When the frequency is in the GHz range, the separation between the array of dipole antenna elements 40 and the ground plane 310 is less than 0.20 inch at 30 GHz, for example. This does not necessarily present a problem in terms of RCS and deployment. However, when the frequency of operation of the phased array antenna 300 is in the MHz range, the separation between the array of dipole antenna elements 40 and the ground plane 310 increases to about 19 inches at 300 MHz, for example. This is where the RCS and deployment concerns arise because of the increased dimensions of the phased array antenna 300.

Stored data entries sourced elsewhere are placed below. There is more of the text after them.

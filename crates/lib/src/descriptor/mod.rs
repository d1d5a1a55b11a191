//! Module-build descriptors.
//!
//! A module is authored as a [`ModuleDecl`] (string-typed, as written in a
//! `<Name>.module.toml` file or built in code). Validation turns it into an
//! immutable [`ModuleDescriptor`]; selecting a host version turns that into an
//! [`EffectiveDescriptor`] with every active conditional region merged in.
//!
//! # Modules
//!
//! - [`decl`] - Authored declarations and their builders
//! - [`types`] - Validated descriptor types
//! - [`validate`] - Construction-time checks and [`DescriptorError`]
//! - [`select`] - Host-version selection and region merging

pub mod decl;
pub mod select;
mod types;
pub mod validate;

pub use decl::{BodyDecl, BranchDecl, ModuleDecl, RegionDecl};
pub use select::EffectiveDescriptor;
pub use types::*;
pub use validate::{DescriptorError, ValidateOptions};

Referring now to FIG. 10, the illustrated phased array antenna 300 comprises an inflatable substrate 306 with the array of dipole antenna elements 40 thereon. An inflating device 308 is used to inflate the substrate 306. The inflatable substrate 306 addresses the deployment concerns. When the phased array 300 is not being deployed, or it is being transported, the inflatable substrate 306 is deflated. However, once the phased array antenna 300 is in the field and is ready to be deployed, the inflatable substrate 306 is inflated.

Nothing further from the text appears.